About this task — The response should hold each line from the entries below where "bool" is found.

Stored data —
* * *

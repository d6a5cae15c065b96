pub mod category;
pub mod placement;
pub mod roads;

use rayon::prelude::*;
use serde::{Deserialize, Serialize};
use sha3::{Digest, Sha3_256};

use crate::config::CityConfig;
use crate::error::GenerationError;
use crate::patrol::PatrolAgent;
use crate::rng::SeededRandom;
use crate::traffic::{spawn_vehicles, TrafficSim, Vehicle};

pub use category::{assign_categories, BuildingCategory, Rgb, Style, StyleTable};
pub use placement::{
    generate, generate_with_report, AreaBounds, Footprint, GenerationReport, Placement,
    PlacementParams, PlacementSet, SizeRange,
};
pub use roads::{
    derive_road_lattice, derive_road_lattice_with_width, LineFamily, RoadLattice, RoadSegment,
    TrafficLight,
};

/// Root city seed. Every district derives its own independent RNG from it.
#[derive(Clone, Copy, Debug, PartialEq, Eq, Serialize, Deserialize)]
pub struct CitySeed {
    pub seed: u64,
}

impl Default for CitySeed {
    fn default() -> Self {
        Self {
            seed: crate::constants::DEFAULT_CITY_SEED,
        }
    }
}

impl CitySeed {
    /// Deterministic district hash from city seed and district id
    pub fn district_hash(&self, district_id: u32) -> u64 {
        self.hash_with(&[], district_id)
    }

    pub fn district_rng(&self, district_id: u32) -> SeededRandom {
        SeededRandom::from_seed(self.district_hash(district_id))
    }

    /// Separate stream for the district's patrol, so patrol draws never
    /// shift the placement sequence
    pub fn patrol_rng(&self, district_id: u32) -> SeededRandom {
        SeededRandom::from_seed(self.hash_with(b"patrol", district_id))
    }

    fn hash_with(&self, tag: &[u8], district_id: u32) -> u64 {
        let mut hasher = Sha3_256::new();
        hasher.update(tag);
        hasher.update(self.seed.to_le_bytes());
        hasher.update(district_id.to_le_bytes());
        let result = hasher.finalize();
        let mut bytes = [0u8; 8];
        bytes.copy_from_slice(&result[0..8]);
        u64::from_le_bytes(bytes)
    }
}

/// Everything generated for one district, before any engine sees it
#[derive(Debug, Clone, PartialEq, Serialize, Deserialize)]
pub struct CityPlan {
    pub district_id: u32,
    pub district_hash: u64,
    pub bounds: AreaBounds,
    pub placements: PlacementSet,
    pub categories: Vec<BuildingCategory>,
    pub roads: RoadLattice,
    pub traffic_lights: Vec<TrafficLight>,
    pub vehicles: Vec<Vehicle>,
    pub report: GenerationReport,
}

impl CityPlan {
    pub fn buildings(&self) -> impl Iterator<Item = (&Placement, BuildingCategory)> + '_ {
        self.placements.iter().zip(self.categories.iter().copied())
    }
}

/// Receives each accepted building for visual instantiation
pub trait PlacementSink {
    fn instantiate(&mut self, placement: &Placement, category: BuildingCategory, style: &Style);
}

/// Receives the road network and its intersection lights
pub trait RoadConsumer {
    fn consume_roads(&mut self, segments: &[RoadSegment], style: &Style);

    fn consume_traffic_lights(&mut self, _lights: &[TrafficLight]) {}
}

/// Hand a finished plan to the external instantiation layers
pub fn emit(
    plan: &CityPlan,
    styles: &StyleTable,
    sink: &mut impl PlacementSink,
    roads: &mut impl RoadConsumer,
) {
    for (placement, category) in plan.buildings() {
        sink.instantiate(placement, category, styles.style(category));
    }
    roads.consume_roads(&plan.roads.segments(), &styles.road);
    roads.consume_traffic_lights(&plan.traffic_lights);
}

/// City generation service over a validated config
pub struct CityGenerator {
    config: CityConfig,
    seed: CitySeed,
}

impl CityGenerator {
    pub fn new(config: CityConfig) -> Result<Self, GenerationError> {
        config.validate()?;
        let seed = CitySeed {
            seed: config.city_seed,
        };
        Ok(Self { config, seed })
    }

    pub fn config(&self) -> &CityConfig {
        &self.config
    }

    pub fn seed(&self) -> CitySeed {
        self.seed
    }

    /// Generate one district. Draw order: placements, categories, vehicles.
    pub fn generate_district(&self, district_id: u32) -> Result<CityPlan, GenerationError> {
        let district_hash = self.seed.district_hash(district_id);
        let mut rng = SeededRandom::from_seed(district_hash);
        let bounds = self.config.bounds();

        let (placements, report) =
            generate_with_report(&self.config.placement_params(), &mut rng)?;
        let categories = assign_categories(&placements, &mut rng);
        let roads = derive_road_lattice_with_width(
            bounds,
            self.config.road_spacing,
            self.config.road_width,
        )?;
        let traffic_lights = roads.traffic_lights();
        let vehicles = spawn_vehicles(self.config.vehicle_count, &bounds, &mut rng);

        tracing::info!(
            district_id,
            buildings = report.placed,
            requested = report.requested,
            roads = roads.segment_count(),
            lights = traffic_lights.len(),
            "District generated"
        );

        Ok(CityPlan {
            district_id,
            district_hash,
            bounds,
            placements,
            categories,
            roads,
            traffic_lights,
            vehicles,
            report,
        })
    }

    /// Generate several districts in parallel, results in input order
    pub fn generate_districts(&self, district_ids: &[u32]) -> Result<Vec<CityPlan>, GenerationError> {
        district_ids
            .par_iter()
            .map(|&id| self.generate_district(id))
            .collect()
    }

    /// Traffic simulation seeded with the plan's spawned vehicles
    pub fn traffic_for(&self, plan: &CityPlan) -> Result<TrafficSim, GenerationError> {
        TrafficSim::new(
            plan.vehicles.clone(),
            plan.bounds,
            self.config.vehicle_speed,
            self.config.vehicle_wrap_margin,
        )
    }

    /// Patrol agent for a district plus the RNG that should drive its ticks
    pub fn patrol_for(&self, plan: &CityPlan) -> Result<(PatrolAgent, SeededRandom), GenerationError> {
        let mut rng = self.seed.patrol_rng(plan.district_id);
        let agent = PatrolAgent::from_config(&self.config.patrol, &mut rng)?;
        Ok((agent, rng))
    }
}
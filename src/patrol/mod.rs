//! Waypoint patrol agent.
//!
//! Explicit state machine over an external navigation service:
//!
//! ```text
//! Idle --start--> Dispatched --arrived--> Waiting --timer elapsed--> Dispatched
//! ```
//!
//! The agent picks a uniform random waypoint each dispatch (repeats allowed)
//! and produces status text for dispatches and arrivals. Presentation of that
//! text is left to the caller.

use glam::Vec3;
use serde::{Deserialize, Serialize};

use crate::config::PatrolConfig;
use crate::error::{ensure_finite, GenerationError};
use crate::generation::AreaBounds;
use crate::rng::RandomSource;

pub const DISPATCH_PHRASES: [&str; 4] = [
    "🚨 Urgent Dispatch: Heading to {0}!",
    "🚑 Emergency Call: Navigating to {0}!",
    "🚒 Rapid Response: Moving toward {0}!",
    "🛻 Quick Dispatch: Approaching {0}!",
];

pub const ARRIVAL_PHRASES: [&str; 4] = [
    "✅ Target {0} Reached. Awaiting further orders...",
    "🛬 Arrived at {0}. Standing by for next dispatch.",
    "📍 Successfully reached {0}. Holding position.",
    "🛑 {0} secured. Preparing for next operation...",
];

/// Path following is delegated to the host's navigation layer
pub trait NavigationService {
    fn set_destination(&mut self, destination: Vec3);

    /// True while the host is still computing a path
    fn path_pending(&self) -> bool;

    fn remaining_distance(&self) -> f32;
}

#[derive(Debug, Clone, PartialEq, Serialize, Deserialize)]
pub struct Waypoint {
    pub name: String,
    pub position: Vec3,
}

pub fn generate_waypoints(
    count: u32,
    area: &AreaBounds,
    rng: &mut impl RandomSource,
) -> Vec<Waypoint> {
    (0..count)
        .map(|i| Waypoint {
            name: format!("Waypoint_{i}"),
            position: area.sample_point(rng),
        })
        .collect()
}

#[derive(Debug, Clone, Copy, PartialEq, Default, Serialize, Deserialize)]
pub enum PatrolState {
    #[default]
    Idle,
    Dispatched {
        waypoint: usize,
    },
    Waiting {
        waypoint: usize,
        remaining: f32,
    },
}

#[derive(Debug, Clone, PartialEq, Serialize, Deserialize)]
pub enum PatrolEvent {
    Dispatched { waypoint: usize, message: String },
    Arrived { waypoint: usize, message: String },
}

impl PatrolEvent {
    pub fn message(&self) -> &str {
        match self {
            PatrolEvent::Dispatched { message, .. } | PatrolEvent::Arrived { message, .. } => {
                message
            }
        }
    }
}

fn render_phrase(phrases: &[&str], name: &str, rng: &mut impl RandomSource) -> String {
    rng.choose(phrases)
        .map(|phrase| phrase.replace("{0}", name))
        .unwrap_or_default()
}

#[derive(Debug, Clone)]
pub struct PatrolAgent {
    waypoints: Vec<Waypoint>,
    reach_threshold: f32,
    wait_time: f32,
    state: PatrolState,
}

impl PatrolAgent {
    pub fn new(
        waypoints: Vec<Waypoint>,
        reach_threshold: f32,
        wait_time: f32,
    ) -> Result<Self, GenerationError> {
        ensure_finite("reach_threshold", reach_threshold)?;
        ensure_finite("wait_time", wait_time)?;
        if reach_threshold < 0.0 {
            return Err(GenerationError::invalid("reach_threshold", "must be >= 0"));
        }
        if wait_time < 0.0 {
            return Err(GenerationError::invalid("wait_time", "must be >= 0"));
        }

        Ok(Self {
            waypoints,
            reach_threshold,
            wait_time,
            state: PatrolState::Idle,
        })
    }

    /// Generate waypoints from config and build the agent
    pub fn from_config(
        config: &PatrolConfig,
        rng: &mut impl RandomSource,
    ) -> Result<Self, GenerationError> {
        config.validate()?;
        let waypoints = generate_waypoints(config.waypoint_count, &config.spawn_area, rng);
        Self::new(waypoints, config.reach_threshold, config.wait_time)
    }

    pub fn state(&self) -> PatrolState {
        self.state
    }

    pub fn waypoints(&self) -> &[Waypoint] {
        &self.waypoints
    }

    pub fn current_waypoint(&self) -> Option<&Waypoint> {
        match self.state {
            PatrolState::Idle => None,
            PatrolState::Dispatched { waypoint } | PatrolState::Waiting { waypoint, .. } => {
                self.waypoints.get(waypoint)
            }
        }
    }

    /// Begin patrolling. Without waypoints the agent stays idle.
    pub fn start(
        &mut self,
        nav: &mut impl NavigationService,
        rng: &mut impl RandomSource,
    ) -> Option<PatrolEvent> {
        self.dispatch(nav, rng)
    }

    fn dispatch(
        &mut self,
        nav: &mut impl NavigationService,
        rng: &mut impl RandomSource,
    ) -> Option<PatrolEvent> {
        if self.waypoints.is_empty() {
            self.state = PatrolState::Idle;
            return None;
        }

        let index = rng.choose_index(self.waypoints.len());
        let target = &self.waypoints[index];
        nav.set_destination(target.position);
        let message = render_phrase(&DISPATCH_PHRASES, &target.name, rng);

        tracing::debug!(waypoint = %target.name, "Patrol dispatched");
        self.state = PatrolState::Dispatched { waypoint: index };
        Some(PatrolEvent::Dispatched {
            waypoint: index,
            message,
        })
    }

    /// Advance the agent by `dt` seconds. At most one event per tick.
    pub fn tick(
        &mut self,
        dt: f32,
        nav: &mut impl NavigationService,
        rng: &mut impl RandomSource,
    ) -> Result<Option<PatrolEvent>, GenerationError> {
        ensure_finite("dt", dt)?;
        if dt < 0.0 {
            return Err(GenerationError::invalid("dt", format!("must be >= 0, got {dt}")));
        }

        let event = match self.state {
            PatrolState::Idle => None,
            PatrolState::Dispatched { waypoint } => {
                if !nav.path_pending() && nav.remaining_distance() <= self.reach_threshold {
                    let name = &self.waypoints[waypoint].name;
                    let message = render_phrase(&ARRIVAL_PHRASES, name, rng);
                    tracing::debug!(waypoint = %name, "Patrol arrived");
                    self.state = PatrolState::Waiting {
                        waypoint,
                        remaining: self.wait_time,
                    };
                    Some(PatrolEvent::Arrived { waypoint, message })
                } else {
                    None
                }
            }
            PatrolState::Waiting {
                waypoint,
                remaining,
            } => {
                let remaining = remaining - dt;
                if remaining <= 0.0 {
                    self.dispatch(nav, rng)
                } else {
                    self.state = PatrolState::Waiting {
                        waypoint,
                        remaining,
                    };
                    None
                }
            }
        };

        Ok(event)
    }
}

#[cfg(test)]
mod tests {
    use super::*;
    use crate::rng::SeededRandom;

    #[derive(Default)]
    struct FakeNav {
        destination: Option<Vec3>,
        pending: bool,
        remaining: f32,
        calls: usize,
    }

    impl NavigationService for FakeNav {
        fn set_destination(&mut self, destination: Vec3) {
            self.destination = Some(destination);
            self.calls += 1;
            self.remaining = 20.0;
        }

        fn path_pending(&self) -> bool {
            self.pending
        }

        fn remaining_distance(&self) -> f32 {
            self.remaining
        }
    }

    fn agent(count: u32, rng: &mut SeededRandom) -> PatrolAgent {
        let area = AreaBounds {
            width: 50.0,
            depth: 50.0,
        };
        PatrolAgent::new(generate_waypoints(count, &area, rng), 1.5, 2.0).unwrap()
    }

    #[test]
    fn test_waypoint_names_and_area() {
        let mut rng = SeededRandom::from_seed(3);
        let area = AreaBounds {
            width: 50.0,
            depth: 50.0,
        };
        let waypoints = generate_waypoints(5, &area, &mut rng);
        assert_eq!(waypoints.len(), 5);
        assert_eq!(waypoints[0].name, "Waypoint_0");
        assert_eq!(waypoints[4].name, "Waypoint_4");
        assert!(waypoints.iter().all(|w| area.contains(w.position)));
    }

    #[test]
    fn test_start_dispatches() {
        let mut rng = SeededRandom::from_seed(3);
        let mut agent = agent(5, &mut rng);
        let mut nav = FakeNav::default();

        let event = agent.start(&mut nav, &mut rng).unwrap();
        let PatrolState::Dispatched { waypoint } = agent.state() else {
            panic!("expected Dispatched, got {:?}", agent.state());
        };
        let wp = &agent.waypoints()[waypoint];
        assert_eq!(nav.destination, Some(wp.position));
        assert!(event.message().contains(&wp.name));
        assert!(!event.message().contains("{0}"));
    }

    #[test]
    fn test_full_cycle() {
        let mut rng = SeededRandom::from_seed(12);
        let mut agent = agent(5, &mut rng);
        let mut nav = FakeNav::default();
        agent.start(&mut nav, &mut rng);

        // Still travelling
        assert_eq!(agent.tick(0.1, &mut nav, &mut rng).unwrap(), None);

        // Path pending blocks arrival even at zero distance
        nav.remaining = 0.0;
        nav.pending = true;
        assert_eq!(agent.tick(0.1, &mut nav, &mut rng).unwrap(), None);

        nav.pending = false;
        let arrived = agent.tick(0.1, &mut nav, &mut rng).unwrap().unwrap();
        assert!(matches!(arrived, PatrolEvent::Arrived { .. }));
        assert!(matches!(agent.state(), PatrolState::Waiting { .. }));

        // Waiting swallows ticks until the timer elapses
        assert_eq!(agent.tick(1.0, &mut nav, &mut rng).unwrap(), None);
        let next = agent.tick(1.0, &mut nav, &mut rng).unwrap().unwrap();
        assert!(matches!(next, PatrolEvent::Dispatched { .. }));
        assert!(matches!(agent.state(), PatrolState::Dispatched { .. }));
        assert_eq!(nav.calls, 2);
    }

    #[test]
    fn test_arrival_within_threshold() {
        let mut rng = SeededRandom::from_seed(5);
        let mut agent = agent(3, &mut rng);
        let mut nav = FakeNav::default();
        agent.start(&mut nav, &mut rng);

        nav.remaining = 1.5;
        assert!(agent.tick(0.0, &mut nav, &mut rng).unwrap().is_some());
    }

    #[test]
    fn test_no_waypoints_stays_idle() {
        let mut rng = SeededRandom::from_seed(1);
        let mut agent = agent(0, &mut rng);
        let mut nav = FakeNav::default();
        assert!(agent.start(&mut nav, &mut rng).is_none());
        assert_eq!(agent.state(), PatrolState::Idle);
        assert_eq!(agent.tick(1.0, &mut nav, &mut rng).unwrap(), None);
        assert_eq!(nav.calls, 0);
        assert!(agent.current_waypoint().is_none());
    }

    #[test]
    fn test_rejects_negative_inputs() {
        assert!(PatrolAgent::new(vec![], -1.0, 2.0).is_err());
        assert!(PatrolAgent::new(vec![], 1.0, -2.0).is_err());

        let mut rng = SeededRandom::from_seed(1);
        let mut agent = agent(1, &mut rng);
        let mut nav = FakeNav::default();
        assert_eq!(
            agent.tick(-0.5, &mut nav, &mut rng).unwrap_err().field(),
            "dt"
        );
    }
}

* * *

Finished task —
    fn path_pending(&self) -> bool;
        pending: bool,
        fn path_pending(&self) -> bool {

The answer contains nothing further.